Our findings are in accordance with the expression pattern of MRP8 and MRP14 in renal allograft rejection. During acute allograft rejection, the majority of infiltrating cells express MRP8 and MRP14, and both proteins have been shown to be a sensitive marker for the inflammatory activity of the rejection process [37 ]. In a previous paper, we have shown that absence of the MRP8/MRP14 complex formation, despite expression of both subunits in infiltrating macrophages, is in contrast to acute renal allograft rejections, characteristic for chronic rejections [36 ]. We now present evidence that there are similar differences in the complex pattern of MRP8 and MRP14 in distinct, inflammatory renal diseases. Macrophages in the interstitial infiltrate of IN show a phenotype identical to that found in chronic allograft rejections. It is interesting that this phenotype is also present in biopsies of patients with SLE-GN, IgA-GN, and FSGS, supporting the assumption that a chronic inflammatory process of the renal interstitium is an important pathogenetic factor in some forms of GN and that tubulo-interstitial changes are major determinants in the progression of chronic renal damage [47 , 48 ]. Thus, expression of MRP8 and MRP14 with simultaneous absence of their complex in the interstitial infiltrate of GN indicates an inflammatory pathomechanism distinct from the glomerular inflammation, which may also need specific anti-inflammatory therapies. Therefore, analysis of expression and complex formation of MRP8 and MRP14 provide further information, in addition to the number of infiltrating macrophages, about the quality and activity of the distinct inflammatory processes involved in GN.
Besides this potential diagnostic tool, our data also point to novel aspects about the pathogenesis of GN. Secretion of MRP8 and MRP14 in vivo is induced by contact of monocytes with inflammatory, activated endothelium [42 , 44 ]. A recent report demonstrated that extracellular MRP14 enhances CD11b/CD18 integrin-binding activity on phagocytes [49 ]. High expression of MRP8 and MRP14 during GN may thus point to a positive-feedback mechanism propagating the inflammatory reaction.
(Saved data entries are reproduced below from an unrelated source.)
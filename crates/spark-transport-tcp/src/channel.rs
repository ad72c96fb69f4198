use std::fmt;
use std::net::SocketAddr;
use std::sync::Arc;
use std::sync::atomic::{AtomicBool, AtomicUsize, Ordering};

use bytes::BytesMut;
use spark_codec_frame::{FrameCodec, FrameError, ProtoFrame};
use spark_transport::{
    Channel, ChannelHandler, ChannelId, ChannelRef, CloseFuture, SocketOptions, TransportError,
    UnresolvedAddress,
};
use tokio::io::{AsyncReadExt, AsyncWriteExt};
use tokio::net::TcpStream;
use tokio::net::tcp::{OwnedReadHalf, OwnedWriteHalf};
use tokio::sync::{Notify, mpsc};

use crate::error::{self, is_peer_disconnect, map_io_error};

const READ_BUFFER_CAPACITY: usize = 8 * 1024;

/// 一条出站 TCP 连接。
///
/// # 教案式注释
///
/// ## 意图 (Why)
/// - 为连接池提供可共享、可关闭、能以整帧为单位写入的通道句柄；
/// - 读写细节由后台驱动任务承担，句柄上的方法都不阻塞也不需要 `.await`。
///
/// ## 逻辑 (How)
/// - `write` 把帧放入无界队列，由驱动任务编码后写出；同时累计待写字节数，
///   超过高水位线后 `is_writable` 返回 `false`，回落到低水位线以下再恢复，两次翻转各记录一条 `debug` 日志；
/// - `close` 通过 `Notify` 通知驱动任务退出，驱动任务负责完成关闭通知并投递 `channel_inactive`。
///
/// ## 契约 (What)
/// - `close` 幂等；关闭后 `write` 返回 [`TransportError::ChannelClosed`]；
/// - 超过帧长上限的帧在 `write` 时即被拒绝，不会影响通道状态。
///
/// ## 注意事项 (Trade-offs)
/// - 队列无界，写入方需参考 `is_writable` 自行限流。
pub struct TcpChannel {
    id: ChannelId,
    remote_address: UnresolvedAddress,
    peer_addr: SocketAddr,
    local_addr: SocketAddr,
    active: AtomicBool,
    writable: AtomicBool,
    pending_bytes: AtomicUsize,
    low_water_mark: usize,
    high_water_mark: usize,
    max_frame_length: usize,
    outbound: mpsc::UnboundedSender<ProtoFrame>,
    shutdown: Notify,
    close_future: CloseFuture,
}

/// 驱动任务持有的另一半资源。
pub(crate) struct ChannelDriver {
    channel: Arc<TcpChannel>,
    handler: Arc<dyn ChannelHandler>,
    reader: OwnedReadHalf,
    writer: OwnedWriteHalf,
    outbound: mpsc::UnboundedReceiver<ProtoFrame>,
    codec: FrameCodec,
    allow_half_closure: bool,
}

impl TcpChannel {
    pub(crate) fn open(
        remote_address: UnresolvedAddress,
        stream: TcpStream,
        handler: Arc<dyn ChannelHandler>,
        options: &SocketOptions,
        codec: FrameCodec,
    ) -> Result<(Arc<Self>, ChannelDriver), TransportError> {
        let peer_addr = stream
            .peer_addr()
            .map_err(|err| map_io_error(error::CONFIGURE, err))?;
        let local_addr = stream
            .local_addr()
            .map_err(|err| map_io_error(error::CONFIGURE, err))?;
        let (reader, writer) = stream.into_split();
        let (tx, rx) = mpsc::unbounded_channel();
        let channel = Arc::new(Self {
            id: ChannelId::next(),
            remote_address,
            peer_addr,
            local_addr,
            active: AtomicBool::new(true),
            writable: AtomicBool::new(true),
            pending_bytes: AtomicUsize::new(0),
            low_water_mark: options.write_buffer_low_water_mark(),
            high_water_mark: options.write_buffer_high_water_mark(),
            max_frame_length: codec.max_frame_length(),
            outbound: tx,
            shutdown: Notify::new(),
            close_future: CloseFuture::new(),
        });
        let driver = ChannelDriver {
            channel: Arc::clone(&channel),
            handler,
            reader,
            writer,
            outbound: rx,
            codec,
            allow_half_closure: options.allow_half_closure(),
        };
        Ok((channel, driver))
    }

    /// 对端套接字地址。
    pub fn peer_addr(&self) -> SocketAddr {
        self.peer_addr
    }

    /// 本端套接字地址。
    pub fn local_addr(&self) -> SocketAddr {
        self.local_addr
    }

    /// 待写字节是否低于水位线。
    pub fn is_writable(&self) -> bool {
        self.writable.load(Ordering::Acquire)
    }

    fn on_flushed(&self, len: usize) {
        let before = self.pending_bytes.fetch_sub(len, Ordering::AcqRel);
        let pending = before.saturating_sub(len);
        if pending <= self.low_water_mark && !self.writable.swap(true, Ordering::AcqRel) {
            tracing::debug!(
                target: "spark.transport.tcp",
                channel = %self.id,
                pending,
                low_water_mark = self.low_water_mark,
                "channel writable again"
            );
        }
    }
}

impl Channel for TcpChannel {
    fn id(&self) -> ChannelId {
        self.id
    }

    fn remote_address(&self) -> &UnresolvedAddress {
        &self.remote_address
    }

    fn is_active(&self) -> bool {
        self.active.load(Ordering::Acquire)
    }

    fn close(&self) {
        if self.is_active() {
            self.shutdown.notify_one();
        }
    }

    fn close_future(&self) -> &CloseFuture {
        &self.close_future
    }

    fn write(&self, frame: ProtoFrame) -> Result<(), TransportError> {
        if !self.is_active() {
            return Err(TransportError::ChannelClosed { id: self.id });
        }
        let len = frame.encoded_len();
        if len > self.max_frame_length {
            return Err(FrameError::FrameTooLarge {
                length: len,
                max: self.max_frame_length,
            }
            .into());
        }
        let pending = self.pending_bytes.fetch_add(len, Ordering::AcqRel) + len;
        if pending > self.high_water_mark && self.writable.swap(false, Ordering::AcqRel) {
            tracing::debug!(
                target: "spark.transport.tcp",
                channel = %self.id,
                pending,
                high_water_mark = self.high_water_mark,
                "channel unwritable"
            );
        }
        self.outbound.send(frame).map_err(|_| {
            self.on_flushed(len);
            TransportError::ChannelClosed { id: self.id }
        })
    }
}

impl fmt::Debug for TcpChannel {
    fn fmt(&self, f: &mut fmt::Formatter<'_>) -> fmt::Result {
        f.debug_struct("TcpChannel")
            .field("id", &self.id)
            .field("remote_address", &self.remote_address)
            .field("peer_addr", &self.peer_addr)
            .field("local_addr", &self.local_addr)
            .field("active", &self.is_active())
            .finish()
    }
}

impl ChannelDriver {
    /// 推进通道直到关闭，并按顺序完成关闭通知与 `channel_inactive`。
    pub(crate) async fn run(self) {
        let ChannelDriver {
            channel,
            handler,
            mut reader,
            mut writer,
            mut outbound,
            codec,
            allow_half_closure,
        } = self;
        let channel_ref: ChannelRef = channel.clone();

        let outcome = tokio::select! {
            result = read_loop(&channel_ref, handler.as_ref(), &mut reader, codec, allow_half_closure) => result,
            result = write_loop(&channel, &mut writer, &mut outbound, codec) => result,
            _ = channel.shutdown.notified() => Ok(()),
        };

        if let Err(error) = &outcome {
            if is_peer_disconnect(error) {
                tracing::debug!(
                    target: "spark.transport.tcp",
                    channel = %channel.id,
                    address = %channel.remote_address,
                    %error,
                    "peer disconnected"
                );
            } else {
                tracing::warn!(
                    target: "spark.transport.tcp",
                    channel = %channel.id,
                    address = %channel.remote_address,
                    code = error.code(),
                    %error,
                    "channel failed"
                );
            }
            handler.exception_caught(&channel_ref, error);
        }

        let _ = writer.shutdown().await;
        channel.active.store(false, Ordering::Release);
        outbound.close();
        channel.close_future.complete();
        tracing::debug!(
            target: "spark.transport.tcp",
            channel = %channel.id,
            address = %channel.remote_address,
            "channel closed"
        );
        handler.channel_inactive(&channel_ref);
    }
}

async fn read_loop(
    channel: &ChannelRef,
    handler: &dyn ChannelHandler,
    reader: &mut OwnedReadHalf,
    codec: FrameCodec,
    allow_half_closure: bool,
) -> Result<(), TransportError> {
    let mut buffer = BytesMut::with_capacity(READ_BUFFER_CAPACITY);
    loop {
        while let Some(frame) = codec.decode(&mut buffer)? {
            if frame.is_heartbeat() {
                tracing::trace!(target: "spark.transport.tcp", channel = %channel.id(), "heartbeat received");
            }
            handler.channel_read(channel, frame);
        }
        let read = reader
            .read_buf(&mut buffer)
            .await
            .map_err(|err| map_io_error(error::READ, err))?;
        if read == 0 {
            if allow_half_closure {
                // 对端只关闭了写方向，本端继续保留写方向直到显式关闭。
                std::future::pending::<()>().await;
            }
            return Ok(());
        }
    }
}

async fn write_loop(
    channel: &TcpChannel,
    writer: &mut OwnedWriteHalf,
    outbound: &mut mpsc::UnboundedReceiver<ProtoFrame>,
    codec: FrameCodec,
) -> Result<(), TransportError> {
    let mut buffer = BytesMut::with_capacity(READ_BUFFER_CAPACITY);
    while let Some(frame) = outbound.recv().await {
        let len = frame.encoded_len();
        buffer.clear();
        codec.encode(&frame, &mut buffer)?;
        let written = writer
            .write_all(&buffer)
            .await
            .map_err(|err| map_io_error(error::WRITE, err));
        channel.on_flushed(len);
        written?;
    }
    Ok(())
}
In this model, contact of monocytes to activated endothelium induced secretion of MRP8 and MRP14, which leads to a higher affinity of integrin-adhesion molecules, thus inducing a switch from selectin-mediated rolling to a tight contact of leukocytes to the endothelium. Subsequently, MRP8/MRP14 mediates binding of leukocytes to specifically carboxylated glycans on endothelial cells and thus promotes leukocyte trafficking and extravasation [50 ]. Analyzing the molecular mechanisms of release and extracellular functions of MRP8 and MRP14 may thus offer molecular targets for novel, immunosuppressive strategies to modulate the important inflammatory response mechanisms of monocytes in GN.
Received February 19, 2003; revised September 4, 2003; accepted September 29, 2003.